* [INSTRUCTIONS FOR THE TASK]: Check every line below for the word "values" and show those that hold it.

* [MATERIAL TO PROCESS]:

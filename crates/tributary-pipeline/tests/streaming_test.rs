// Copyright 2025 eraflo
//
// Licensed under the Apache License, Version 2.0 (the "License");
// you may not use this file except in compliance with the License.
// You may obtain a copy of the License at
//
//     http://www.apache.org/licenses/LICENSE-2.0
//
// Unless required by applicable law or agreed to in writing, software
// distributed under the License is distributed on an "AS IS" BASIS,
// WITHOUT WARRANTIES OR CONDITIONS OF ANY KIND, either express or implied.
// See the License for the specific language governing permissions and
// limitations under the License.

mod common;

use common::{values, Crop, Ramp, Scale};
use tributary_core::information::keys::{DATA_EXTENT, DATA_TIME_STEP};
use tributary_core::Extent;
use tributary_pipeline::{Pipeline, StreamingDriver, UpdateRequest};

#[test]
fn test_request_narrows_source_extent() {
    // --- 1. ARRANGE ---
    let mut pipeline = Pipeline::new();
    let source = pipeline.add(Ramp::new(Extent::new(0, 99, 0, 0, 0, 0)));
    let crop = pipeline.add(Crop::new(Extent::new(10, 20, 0, 0, 0, 0)));
    pipeline.connect(source, 0, crop, 0).unwrap();

    // --- 2. ACT ---
    pipeline.update(crop, 0).unwrap();

    // --- 3. ASSERT ---
    let ramp = pipeline.algorithm::<Ramp>(source).unwrap();
    assert_eq!(ramp.requested, vec![Extent::new(10, 20, 0, 0, 0, 0)]);
    let output = pipeline.output(crop, 0).unwrap();
    assert_eq!(output.as_image_grid().unwrap().extent(), Extent::new(10, 20, 0, 0, 0, 0));
    assert_eq!(values(&output).first(), Some(&10.0));
    assert_eq!(
        output.information().get(&DATA_EXTENT),
        Some(&Extent::new(10, 20, 0, 0, 0, 0))
    );
}

#[test]
fn test_pieces_are_translated_to_extents() {
    // --- 1. ARRANGE ---
    let mut pipeline = Pipeline::new();
    let source = pipeline.add(Ramp::new(Extent::new(0, 20, 0, 0, 0, 0)));
    let scale = pipeline.add(Scale::new(1.0));
    pipeline.connect(source, 0, scale, 0).unwrap();

    // --- 2. ACT ---
    let pieces = StreamingDriver::new(2)
        .collect(&mut pipeline, scale, 0)
        .unwrap();

    // --- 3. ASSERT ---
    let extents: Vec<Extent> = pieces
        .iter()
        .map(|p| p.as_image_grid().unwrap().extent())
        .collect();
    assert_eq!(
        extents,
        vec![Extent::new(0, 10, 0, 0, 0, 0), Extent::new(10, 20, 0, 0, 0, 0)]
    );
    assert_eq!(pipeline.algorithm::<Ramp>(source).unwrap().executions, 2);
}

#[test]
fn test_ghost_levels_grow_pieces_within_whole_extent() {
    // --- 1. ARRANGE ---
    let mut pipeline = Pipeline::new();
    let source = pipeline.add(Ramp::new(Extent::new(0, 20, 0, 0, 0, 0)));

    // --- 2. ACT ---
    pipeline.update_piece(source, 0, 0, 2, 1).unwrap();

    // --- 3. ASSERT ---
    let output = pipeline.output(source, 0).unwrap();
    assert_eq!(output.as_image_grid().unwrap().extent(), Extent::new(0, 11, 0, 0, 0, 0));
}

#[test]
fn test_same_piece_twice_is_cached_but_new_piece_is_not() {
    // --- 1. ARRANGE ---
    let mut pipeline = Pipeline::new();
    let source = pipeline.add(Ramp::new(Extent::new(0, 20, 0, 0, 0, 0)));

    // --- 2. ACT ---
    pipeline.update_piece(source, 0, 1, 4, 0).unwrap();
    pipeline.update_piece(source, 0, 1, 4, 0).unwrap();
    pipeline.update_piece(source, 0, 2, 4, 0).unwrap();

    // --- 3. ASSERT ---
    assert_eq!(pipeline.algorithm::<Ramp>(source).unwrap().executions, 2);
}

#[test]
fn test_time_requests_snap_to_advertised_steps() {
    // --- 1. ARRANGE ---
    let mut pipeline = Pipeline::new();
    let source =
        pipeline.add(Ramp::new(Extent::new(0, 3, 0, 0, 0, 0)).with_time_steps(vec![0.0, 1.0, 2.0]));
    let scale = pipeline.add(Scale::new(1.0));
    pipeline.connect(source, 0, scale, 0).unwrap();

    // --- 2. ACT ---
    pipeline.update_time(scale, 0, 1.4).unwrap();
    let at_one = pipeline.output(scale, 0).unwrap();
    pipeline.update_time(scale, 0, 1.9).unwrap();

    // --- 3. ASSERT ---
    assert_eq!(values(&at_one)[0], 1.0);
    assert_eq!(at_one.information().get(&DATA_TIME_STEP), Some(&1.0));
    assert_eq!(
        pipeline.algorithm::<Ramp>(source).unwrap().executions,
        1,
        "1.9 snaps to the same step as 1.4"
    );
}

#[test]
fn test_explicit_extent_request() {
    let mut pipeline = Pipeline::new();
    let source = pipeline.add(Ramp::new(Extent::new(0, 50, 0, 0, 0, 0)));
    pipeline
        .update_with(
            source,
            0,
            UpdateRequest::for_extent(Extent::new(5, 7, 0, 0, 0, 0)).exact(),
        )
        .unwrap();
    assert_eq!(values(&pipeline.output(source, 0).unwrap()), vec![5.0, 6.0, 7.0]);
}

#[test]
fn test_exact_extent_crops_oversized_output() {
    // --- 1. ARRANGE ---
    let mut pipeline = Pipeline::new();
    let source = pipeline.add(Ramp::new(Extent::new(0, 50, 0, 0, 0, 0)).whole_only());

    // --- 2. ACT ---
    pipeline
        .update_with(
            source,
            0,
            UpdateRequest::for_extent(Extent::new(5, 7, 0, 0, 0, 0)).exact(),
        )
        .unwrap();

    // --- 3. ASSERT ---
    let output = pipeline.output(source, 0).unwrap();
    assert_eq!(values(&output), vec![5.0, 6.0, 7.0]);
    assert_eq!(
        output.information().get(&DATA_EXTENT),
        Some(&Extent::new(5, 7, 0, 0, 0, 0))
    );
    assert_eq!(
        pipeline.algorithm::<Ramp>(source).unwrap().requested,
        vec![Extent::new(0, 50, 0, 0, 0, 0)]
    );
}

#[test]
fn test_inexact_request_keeps_oversized_output() {
    // --- 1. ARRANGE ---
    let mut pipeline = Pipeline::new();
    let source = pipeline.add(Ramp::new(Extent::new(0, 50, 0, 0, 0, 0)).whole_only());

    // --- 2. ACT ---
    pipeline
        .update_with(source, 0, UpdateRequest::for_extent(Extent::new(5, 7, 0, 0, 0, 0)))
        .unwrap();

    // --- 3. ASSERT ---
    assert_eq!(values(&pipeline.output(source, 0).unwrap()).len(), 51);
}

* [SOLUTION TO THE PROBLEM]:
use common::{values, Crop, Ramp, Scale};
    assert_eq!(values(&output).first(), Some(&10.0));
    assert_eq!(values(&at_one)[0], 1.0);
    assert_eq!(values(&pipeline.output(source, 0).unwrap()), vec![5.0, 6.0, 7.0]);
    assert_eq!(values(&output), vec![5.0, 6.0, 7.0]);
    assert_eq!(values(&pipeline.output(source, 0).unwrap()).len(), 51);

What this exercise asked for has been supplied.